It's good that you don't have a Firewire port and that you didn't get the Grass Valley. We don't recommend DV cards for capturing analog sources. Pros don't do it that way, and neither do most members here. This forum and others recommend against analog tape to DV. Besides, among Canopus cards the ADVC 110 is their worst.

The Hauppauge works with NTSC and PAL. It's on our recommended list. Why do you prefer PCIe? Wouldn't you prefer a current product that we know gives good performance for analog to PC capture? We recommend three PCI (not PCIe) capture cards: ATI TV Wonder HD 600 PCI capture card, Diamond ATI TV Wonder HD 600 PCI capture card, Diamond ATI TV Wonder HD 650 PCI capture card.

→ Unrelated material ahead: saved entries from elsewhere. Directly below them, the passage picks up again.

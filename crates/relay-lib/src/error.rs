// crates/relay-lib/src/error.rs

//! Central error type for the relay.
//!
//! Every error here is handled inside the event handler that detected it and
//! reported back to the offending connection as an `error` message. Nothing
//! in this module terminates the process.
use thiserror::Error;

use crate::validation::ValidationError;

/// Application error types with error codes and context
#[derive(Error, Debug)]
pub enum AppError {
    #[error("Stream not found: {0}")]
    StreamNotFound(String),

    #[error("Cannot watch your own broadcast")]
    SelfSubscribe,

    #[error("Already broadcasting; stop the current stream first")]
    AlreadyBroadcasting,

    #[error("Malformed payload: {0}")]
    MalformedPayload(String),

    #[error("No resolvable target for signal")]
    UnknownTarget,

    #[error("JSON error: {0}")]
    Json(#[from] serde_json::Error),

    #[error("Internal error: {0}")]
    Internal(String),
}

impl AppError {
    /// Get the error code for this error
    pub fn error_code(&self) -> &'static str {
        match self {
            AppError::StreamNotFound(_) => "STREAM_001",
            AppError::SelfSubscribe => "STREAM_002",
            AppError::AlreadyBroadcasting => "STREAM_003",
            AppError::MalformedPayload(_) => "PAYLOAD_001",
            AppError::Json(_) => "PAYLOAD_002",
            AppError::UnknownTarget => "SIGNAL_001",
            AppError::Internal(_) => "INT_001",
        }
    }

    /// Get a sanitized message suitable for production use
    pub fn sanitized_message(&self) -> String {
        match self {
            AppError::StreamNotFound(_) => "Stream not found".to_string(),
            AppError::SelfSubscribe => "Cannot watch your own broadcast".to_string(),
            AppError::AlreadyBroadcasting => "Already broadcasting".to_string(),
            AppError::MalformedPayload(_) | AppError::Json(_) => {
                "Invalid message format".to_string()
            },
            AppError::UnknownTarget => "Signal target not found".to_string(),
            AppError::Internal(_) => "An internal server error occurred".to_string(),
        }
    }

    /// Message sent back to the offending connection.
    ///
    /// Detailed in development, sanitized in production.
    pub fn client_message(&self) -> String {
        if cfg!(debug_assertions) {
            self.to_string()
        } else {
            self.sanitized_message()
        }
    }
}

impl From<ValidationError> for AppError {
    fn from(err: ValidationError) -> Self {
        AppError::MalformedPayload(err.to_string())
    }
}

impl<T> From<tokio::sync::mpsc::error::SendError<T>> for AppError {
    fn from(_: tokio::sync::mpsc::error::SendError<T>) -> Self {
        AppError::Internal("Failed to send message".to_string())
    }
}

#[cfg(test)]
mod tests {
    use super::*;

    #[test]
    fn test_app_error_display() {
        let not_found = AppError::StreamNotFound("abc".to_string());
        assert_eq!(not_found.to_string(), "Stream not found: abc");

        let malformed = AppError::MalformedPayload("sdp must not be empty".to_string());
        assert!(malformed.to_string().contains("Malformed payload"));

        assert_eq!(
            AppError::UnknownTarget.to_string(),
            "No resolvable target for signal"
        );
    }

    #[test]
    fn test_app_error_error_codes() {
        assert_eq!(
            AppError::StreamNotFound("abc".to_string()).error_code(),
            "STREAM_001"
        );
        assert_eq!(AppError::SelfSubscribe.error_code(), "STREAM_002");
        assert_eq!(AppError::UnknownTarget.error_code(), "SIGNAL_001");

        let json_err: serde_json::Error =
            serde_json::from_str::<serde_json::Value>("invalid json").unwrap_err();
        assert_eq!(AppError::Json(json_err).error_code(), "PAYLOAD_002");
    }

    #[test]
    fn test_sanitized_message_hides_detail() {
        let err = AppError::Internal("lock poisoned at registry.rs:42".to_string());
        assert!(!err.sanitized_message().contains("registry.rs"));

        let json_err: serde_json::Error =
            serde_json::from_str::<serde_json::Value>("invalid json").unwrap_err();
        assert_eq!(
            AppError::Json(json_err).sanitized_message(),
            "Invalid message format"
        );
    }

    #[test]
    fn test_error_from_impls() {
        let validation_err = ValidationError::InvalidStreamId("must not be empty".to_string());
        let app_err: AppError = validation_err.into();
        assert!(matches!(app_err, AppError::MalformedPayload(_)));

        let send_err = tokio::sync::mpsc::error::SendError(1u32);
        let app_err: AppError = send_err.into();
        assert!(matches!(app_err, AppError::Internal(_)));
    }
}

Note: we do not recommend the USB version of those last three cards.

If you don't want PCI, get the Hauppauge USB Live 2 or the ATI TV Wonder HD 600 USB2 capture stick ~$50-100. There's nothing wrong with capturing via USB 2.

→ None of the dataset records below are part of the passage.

// ============================
// crates/relay-lib/src/registry.rs
// ============================
//! Stream registry: the authoritative table of live streams and viewers.
//!
//! All mutation funnels through [`StreamRegistry`]; each public operation
//! takes the lock once and is atomic with respect to every other operation.
//! A reverse `viewer -> stream` index keeps viewer removal O(1) instead of
//! scanning every stream on disconnect.
//!
//! Invariants maintained here:
//! - a connection id appears in at most one stream's viewer set
//! - a viewer id never equals its own stream's id
//! - a stream owner never sits in another stream's viewer set
//! - the reverse index always agrees with the viewer sets

use std::collections::{HashMap, HashSet};

use parking_lot::RwLock;
use relay_common::{StreamMeta, StreamSummary};

use crate::error::AppError;

/// One active broadcast, keyed by its owner's connection id.
#[derive(Debug, Clone)]
pub struct Stream {
    pub stream_id: String,
    pub meta: Option<StreamMeta>,
    pub viewers: HashSet<String>,
}

/// Outcome of [`StreamRegistry::create_stream`].
#[derive(Debug)]
pub struct StreamCreated {
    /// Viewers displaced when an existing stream was overwritten.
    pub displaced_viewers: Vec<String>,
    /// Stream the owner was watching before it started broadcasting.
    pub detached_from: Option<ViewerRemoved>,
}

/// Outcome of [`StreamRegistry::add_viewer`].
#[derive(Debug)]
pub struct ViewerAdded {
    pub viewer_count: usize,
    /// False when the viewer was already attached to this stream.
    pub newly_attached: bool,
    /// Stream the viewer was detached from, when it switched streams.
    pub moved_from: Option<ViewerRemoved>,
}

/// Outcome of [`StreamRegistry::remove_viewer`].
#[derive(Debug)]
pub struct ViewerRemoved {
    pub stream_id: String,
    /// Viewer count of the stream after removal.
    pub viewer_count: usize,
}

#[derive(Default)]
struct RegistryInner {
    streams: HashMap<String, Stream>,
    // Insertion order, for a stable listing
    order: Vec<String>,
    viewer_index: HashMap<String, String>,
}

impl RegistryInner {
    fn detach(&mut self, viewer_id: &str) -> Option<ViewerRemoved> {
        let stream_id = self.viewer_index.remove(viewer_id)?;
        let stream = self.streams.get_mut(&stream_id)?;
        stream.viewers.remove(viewer_id);
        Some(ViewerRemoved {
            viewer_count: stream.viewers.len(),
            stream_id,
        })
    }
}

/// Registry of active streams, safe to share across connection tasks.
#[derive(Default)]
pub struct StreamRegistry {
    inner: RwLock<RegistryInner>,
}

impl StreamRegistry {
    pub fn new() -> Self {
        Self::default()
    }

    /// Register a broadcast owned by `owner_id`.
    ///
    /// A second start from the same owner overwrites the existing stream:
    /// the meta is replaced and the viewer set resets to empty. Displaced
    /// viewers are returned so the caller can notify them. If the owner was
    /// itself viewing another stream it is detached from it first.
    pub fn create_stream(&self, owner_id: &str, meta: Option<StreamMeta>) -> StreamCreated {
        let mut guard = self.inner.write();
        let inner = &mut *guard;

        let detached_from = inner.detach(owner_id);

        let displaced_viewers = if let Some(existing) = inner.streams.get_mut(owner_id) {
            existing.meta = meta;
            let displaced: Vec<String> = existing.viewers.drain().collect();
            for viewer in &displaced {
                inner.viewer_index.remove(viewer);
            }
            displaced
        } else {
            inner.streams.insert(
                owner_id.to_string(),
                Stream {
                    stream_id: owner_id.to_string(),
                    meta,
                    viewers: HashSet::new(),
                },
            );
            inner.order.push(owner_id.to_string());
            Vec::new()
        };

        StreamCreated {
            displaced_viewers,
            detached_from,
        }
    }

    /// Remove and return the stream owned by `owner_id`, if any.
    ///
    /// Removing an absent stream is a no-op, so duplicate disconnect
    /// delivery is harmless.
    pub fn remove_stream(&self, owner_id: &str) -> Option<Stream> {
        let mut inner = self.inner.write();
        let stream = inner.streams.remove(owner_id)?;
        inner.order.retain(|id| id != owner_id);
        for viewer in &stream.viewers {
            inner.viewer_index.remove(viewer);
        }
        Some(stream)
    }

    /// Attach `viewer_id` to the stream `stream_id`.
    ///
    /// Re-attaching an already-attached viewer is idempotent. A viewer
    /// attached to a different stream is moved; the stream it left is
    /// reported back so its owner can be notified.
    pub fn add_viewer(&self, stream_id: &str, viewer_id: &str) -> Result<ViewerAdded, AppError> {
        let mut guard = self.inner.write();
        let inner = &mut *guard;

        if !inner.streams.contains_key(stream_id) {
            return Err(AppError::StreamNotFound(stream_id.to_string()));
        }
        if viewer_id == stream_id {
            return Err(AppError::SelfSubscribe);
        }
        // An owner in someone else's viewer set would be double-counted on
        // disconnect, which checks ownership first.
        if inner.streams.contains_key(viewer_id) {
            return Err(AppError::AlreadyBroadcasting);
        }

        if inner
            .viewer_index
            .get(viewer_id)
            .is_some_and(|attached| attached == stream_id)
        {
            let viewer_count = inner
                .streams
                .get(stream_id)
                .map_or(0, |stream| stream.viewers.len());
            return Ok(ViewerAdded {
                viewer_count,
                newly_attached: false,
                moved_from: None,
            });
        }

        let moved_from = inner.detach(viewer_id);

        let Some(stream) = inner.streams.get_mut(stream_id) else {
            return Err(AppError::StreamNotFound(stream_id.to_string()));
        };
        stream.viewers.insert(viewer_id.to_string());
        let viewer_count = stream.viewers.len();
        inner
            .viewer_index
            .insert(viewer_id.to_string(), stream_id.to_string());

        Ok(ViewerAdded {
            viewer_count,
            newly_attached: true,
            moved_from,
        })
    }

    /// Detach `viewer_id` from whatever stream it is watching.
    ///
    /// A no-op returning `None` when the viewer is not attached anywhere.
    pub fn remove_viewer(&self, viewer_id: &str) -> Option<ViewerRemoved> {
        self.inner.write().detach(viewer_id)
    }

    /// Atomic, insertion-ordered projection of the registry for clients.
    pub fn snapshot(&self) -> Vec<StreamSummary> {
        let inner = self.inner.read();
        inner
            .order
            .iter()
            .filter_map(|id| inner.streams.get(id))
            .map(|stream| StreamSummary {
                stream_id: stream.stream_id.clone(),
                viewer_count: stream.viewers.len(),
                meta: stream.meta.clone(),
            })
            .collect()
    }

    pub fn contains_stream(&self, stream_id: &str) -> bool {
        self.inner.read().streams.contains_key(stream_id)
    }

    pub fn viewer_count(&self, stream_id: &str) -> Option<usize> {
        self.inner
            .read()
            .streams
            .get(stream_id)
            .map(|stream| stream.viewers.len())
    }

    /// Stream the given connection is currently watching, if any.
    pub fn viewing(&self, viewer_id: &str) -> Option<String> {
        self.inner.read().viewer_index.get(viewer_id).cloned()
    }

    pub fn len(&self) -> usize {
        self.inner.read().streams.len()
    }

    pub fn is_empty(&self) -> bool {
        self.inner.read().streams.is_empty()
    }
}

#[cfg(test)]
mod tests {
    use super::*;

    fn meta(name: &str) -> Option<StreamMeta> {
        Some(StreamMeta {
            name: Some(name.to_string()),
            profile_image_url: None,
        })
    }

    #[test]
    fn test_create_stream_appears_in_snapshot() {
        let registry = StreamRegistry::new();
        registry.create_stream("a", meta("Alice"));

        let snapshot = registry.snapshot();
        assert_eq!(snapshot.len(), 1);
        assert_eq!(snapshot[0].stream_id, "a");
        assert_eq!(snapshot[0].viewer_count, 0);
        assert_eq!(snapshot[0].meta, meta("Alice"));
    }

    #[test]
    fn test_overwrite_resets_viewers_and_keeps_position() {
        let registry = StreamRegistry::new();
        registry.create_stream("a", meta("Alice"));
        registry.create_stream("b", meta("Bea"));
        registry.add_viewer("a", "v1").unwrap();
        registry.add_viewer("a", "v2").unwrap();

        let created = registry.create_stream("a", meta("Alice"));
        let mut displaced = created.displaced_viewers.clone();
        displaced.sort();
        assert_eq!(displaced, vec!["v1", "v2"]);

        // Viewer set reset, listing position unchanged
        let snapshot = registry.snapshot();
        assert_eq!(snapshot[0].stream_id, "a");
        assert_eq!(snapshot[0].viewer_count, 0);
        assert_eq!(snapshot[1].stream_id, "b");

        // Displaced viewers are fully detached
        assert!(registry.viewing("v1").is_none());
        assert!(registry.remove_viewer("v1").is_none());
    }

    #[test]
    fn test_add_viewer_is_idempotent() {
        let registry = StreamRegistry::new();
        registry.create_stream("a", None);

        let first = registry.add_viewer("a", "v1").unwrap();
        assert!(first.newly_attached);
        assert_eq!(first.viewer_count, 1);

        let second = registry.add_viewer("a", "v1").unwrap();
        assert!(!second.newly_attached);
        assert_eq!(second.viewer_count, 1);
        assert_eq!(registry.viewer_count("a"), Some(1));
    }

    #[test]
    fn test_add_viewer_missing_stream() {
        let registry = StreamRegistry::new();
        let err = registry.add_viewer("nope", "v1").unwrap_err();
        assert!(matches!(err, AppError::StreamNotFound(_)));
        assert!(registry.viewing("v1").is_none());
    }

    #[test]
    fn test_self_subscribe_rejected() {
        let registry = StreamRegistry::new();
        registry.create_stream("a", None);
        let err = registry.add_viewer("a", "a").unwrap_err();
        assert!(matches!(err, AppError::SelfSubscribe));
    }

    #[test]
    fn test_broadcaster_cannot_view() {
        let registry = StreamRegistry::new();
        registry.create_stream("a", None);
        registry.create_stream("b", None);
        let err = registry.add_viewer("a", "b").unwrap_err();
        assert!(matches!(err, AppError::AlreadyBroadcasting));
        assert_eq!(registry.viewer_count("a"), Some(0));
    }

    #[test]
    fn test_viewer_moves_between_streams() {
        let registry = StreamRegistry::new();
        registry.create_stream("a", None);
        registry.create_stream("b", None);
        registry.add_viewer("a", "v1").unwrap();

        let moved = registry.add_viewer("b", "v1").unwrap();
        assert!(moved.newly_attached);
        let from = moved.moved_from.unwrap();
        assert_eq!(from.stream_id, "a");
        assert_eq!(from.viewer_count, 0);
        assert_eq!(registry.viewing("v1").as_deref(), Some("b"));
        assert_eq!(registry.viewer_count("a"), Some(0));
        assert_eq!(registry.viewer_count("b"), Some(1));
    }

    #[test]
    fn test_starting_broadcast_detaches_viewer() {
        let registry = StreamRegistry::new();
        registry.create_stream("a", None);
        registry.add_viewer("a", "v1").unwrap();

        let created = registry.create_stream("v1", None);
        let detached = created.detached_from.unwrap();
        assert_eq!(detached.stream_id, "a");
        assert_eq!(registry.viewer_count("a"), Some(0));
        assert!(registry.contains_stream("v1"));
    }

    #[test]
    fn test_remove_viewer_noop_when_absent() {
        let registry = StreamRegistry::new();
        registry.create_stream("a", None);
        assert!(registry.remove_viewer("ghost").is_none());
        // Calling it again stays a no-op
        assert!(registry.remove_viewer("ghost").is_none());
    }

    #[test]
    fn test_remove_stream_clears_reverse_index() {
        let registry = StreamRegistry::new();
        registry.create_stream("a", None);
        registry.add_viewer("a", "v1").unwrap();

        let removed = registry.remove_stream("a").unwrap();
        assert!(removed.viewers.contains("v1"));
        assert!(registry.remove_stream("a").is_none());
        // Former viewer no longer indexed anywhere
        assert!(registry.viewing("v1").is_none());
        assert!(registry.remove_viewer("v1").is_none());
    }

    #[test]
    fn test_snapshot_preserves_insertion_order() {
        let registry = StreamRegistry::new();
        registry.create_stream("a", None);
        registry.create_stream("b", None);
        registry.create_stream("c", None);
        registry.remove_stream("b");
        registry.create_stream("d", None);

        let ids: Vec<String> = registry
            .snapshot()
            .into_iter()
            .map(|s| s.stream_id)
            .collect();
        assert_eq!(ids, vec!["a", "c", "d"]);
    }

    #[test]
    fn test_counts_track_set_sizes() {
        let registry = StreamRegistry::new();
        registry.create_stream("a", None);
        registry.add_viewer("a", "v1").unwrap();
        registry.add_viewer("a", "v2").unwrap();
        registry.remove_viewer("v1");

        assert_eq!(registry.viewer_count("a"), Some(1));
        assert_eq!(registry.snapshot()[0].viewer_count, 1);
    }
}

Analog captured to DV sucks. I guess you know that "DV" and "SD" are both standard definition, right?

Is PAL60 the way your PAL/NTSC VCR ouputs NTSC video? You haven't told us what VCR you use. But PAL60 is usually associated with game consoles, among other things. Frankly, I don't think it affects you. Google can help you find out, Try these: http://www.answers.com/Q/What_is_pal_60, https://en.wikipedia.org/wiki/PAL#Mu...d_.22PAL_60.22 .

3. Will Hauppauge ImpactVCB-e PCI Express Video Capture Card work too?
You want to pay for videoconferencing features? How often will you be conferencing? If you just want to capture analog video for digital conversion, any card mentioned above will do it correctly.

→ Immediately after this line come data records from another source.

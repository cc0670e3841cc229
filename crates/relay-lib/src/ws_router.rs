// ============================
// crates/relay-lib/src/ws_router.rs
// ============================
//! WebSocket router and connection handling.
use std::sync::Arc;

use axum::{
    extract::{
        ws::{Message, WebSocket, WebSocketUpgrade},
        State,
    },
    response::IntoResponse,
    routing::get,
    Router,
};
use futures_util::{SinkExt, StreamExt};
use relay_common::{ClientMessage, ServerMessage};
use tokio::sync::mpsc;
use uuid::Uuid;

use crate::error::AppError;
use crate::signaling::SignalingHandler;
use crate::AppState;

/// Outbound messages buffered per connection before backpressure kicks in
const OUTBOUND_CHANNEL_CAPACITY: usize = 32;

/// Create the WebSocket router
pub fn create_router(state: Arc<AppState>) -> Router {
    Router::new()
        .route("/ws", get(ws_handler))
        .route("/healthz", get(healthz))
        .with_state(state)
}

/// Liveness probe
async fn healthz() -> impl IntoResponse {
    axum::Json(serde_json::json!({ "status": "ok" }))
}

/// Handler for WebSocket connections
pub async fn ws_handler(
    ws: WebSocketUpgrade,
    State(state): State<Arc<AppState>>,
) -> impl IntoResponse {
    ws.on_upgrade(move |socket| handle_connection(socket, state))
}

async fn handle_connection(socket: WebSocket, state: Arc<AppState>) {
    // The connection id doubles as the stream id if this client broadcasts
    let conn_id = Uuid::new_v4().to_string();

    let (mut ws_tx, mut ws_rx) = socket.split();
    let (tx, mut rx) = mpsc::channel::<ServerMessage>(OUTBOUND_CHANNEL_CAPACITY);

    // Forward outbound messages to the socket as JSON text frames
    let send_task = tokio::spawn(async move {
        while let Some(msg) = rx.recv().await {
            let json = match serde_json::to_string(&msg) {
                Ok(json) => json,
                Err(err) => {
                    tracing::error!(%err, "failed to serialize outbound message");
                    continue;
                },
            };
            if ws_tx.send(Message::Text(json.into())).await.is_err() {
                break;
            }
        }
    });

    let handler = SignalingHandler::new(state, conn_id);
    handler.on_connect(tx).await;

    // Process inbound frames until the client goes away
    while let Some(Ok(message)) = ws_rx.next().await {
        match message {
            Message::Text(text) => match serde_json::from_str::<ClientMessage>(&text) {
                Ok(msg) => {
                    if let Err(err) = handler.handle_message(msg).await {
                        handler.report(&err).await;
                    }
                },
                Err(err) => handler.report(&AppError::Json(err)).await,
            },
            Message::Close(_) => break,
            _ => {},
        }
    }

    // The transport delivering a close (or erroring) is the sole cleanup
    // trigger; everything this connection owned goes with it.
    handler.on_disconnect().await;
    send_task.abort();
}

#[cfg(test)]
mod tests {
    use super::*;
    use crate::config::Settings;
    use axum::body::Body;
    use axum::http::{Request, StatusCode};
    use tower::ServiceExt;

    #[tokio::test]
    async fn test_healthz_responds_ok() {
        let state = Arc::new(AppState::new(Settings::default()));
        let app = create_router(state);

        let response = app
            .oneshot(
                Request::builder()
                    .uri("/healthz")
                    .body(Body::empty())
                    .unwrap(),
            )
            .await
            .unwrap();

        assert_eq!(response.status(), StatusCode::OK);
    }

    #[tokio::test]
    async fn test_ws_route_requires_upgrade() {
        let state = Arc::new(AppState::new(Settings::default()));
        let app = create_router(state);

        // A plain GET without the upgrade handshake is rejected
        let response = app
            .oneshot(Request::builder().uri("/ws").body(Body::empty()).unwrap())
            .await
            .unwrap();

        assert_ne!(response.status(), StatusCode::OK);
    }
}
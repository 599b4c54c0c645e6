use std::path::{Path, PathBuf};

use anyhow::bail;
use clap::{arg, ArgMatches};

use super::Command;
use crate::config::PipelineConfig;


/// A subcommand registered under `identifier`.
pub struct ClapCommand {
    pub identifier: String,
    pub exec: Box<dyn Command>,
}

impl ClapCommand {
    pub fn new(identifier: &str, exec: Box<dyn Command>) -> Self {
        ClapCommand {
            identifier: identifier.to_string(),
            exec,
        }
    }

    pub fn register(&self) -> clap::Command<'static> {
        let cmd = clap::Command::new(self.identifier.as_str())
            .about(self.exec.description())
            .arg(arg!(-c --config <FILE> "Path to a JSON pipeline configuration").required(false));

        self.exec.args().into_iter().fold(cmd, |c, a| c.arg(a))
    }

    pub fn run(&self, args: &ArgMatches, config: &PipelineConfig) -> anyhow::Result<()> {
        self.exec.run(args, config)
    }
}

/// Path given for `name`. Only call for arguments that are required.
pub fn path_arg(args: &ArgMatches, name: &str) -> anyhow::Result<PathBuf> {
    match args.value_of(name) {
        Some(s) => Ok(Path::new(s).to_path_buf()),
        None => bail!("Missing argument --{}", name),
    }
}

pub fn existing_file(args: &ArgMatches, name: &str) -> anyhow::Result<PathBuf> {
    let path = path_arg(args, name)?;
    if !path.is_file() {
        bail!("{} is not a file", path.display());
    }
    Ok(path)
}

pub fn existing_dir(args: &ArgMatches, name: &str) -> anyhow::Result<PathBuf> {
    let path = path_arg(args, name)?;
    if !path.is_dir() {
        bail!("{} is not a directory", path.display());
    }
    Ok(path)
}

/// Output path whose parent directory must already exist.
pub fn output_file(args: &ArgMatches, name: &str) -> anyhow::Result<PathBuf> {
    let path = path_arg(args, name)?;
    match path.parent() {
        Some(parent) if !parent.as_os_str().is_empty() && !parent.is_dir() => {
            bail!("Output directory {} does not exist", parent.display())
        }
        _ => Ok(path),
    }
}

You didn't mention what you want for final digital output format. Have you seen the recent posts dealing with this subject? This one was posted during the past day or two: http://www.digitalfaq.com/forum/vide...irtualdub.html. Several other VHS capture posts and problem discussions appeared during the past few days.

Have you seen the forum's capture and restoration guide? http://www.digitalfaq.com/guides/video.htm. There are other threads with updates to those guides.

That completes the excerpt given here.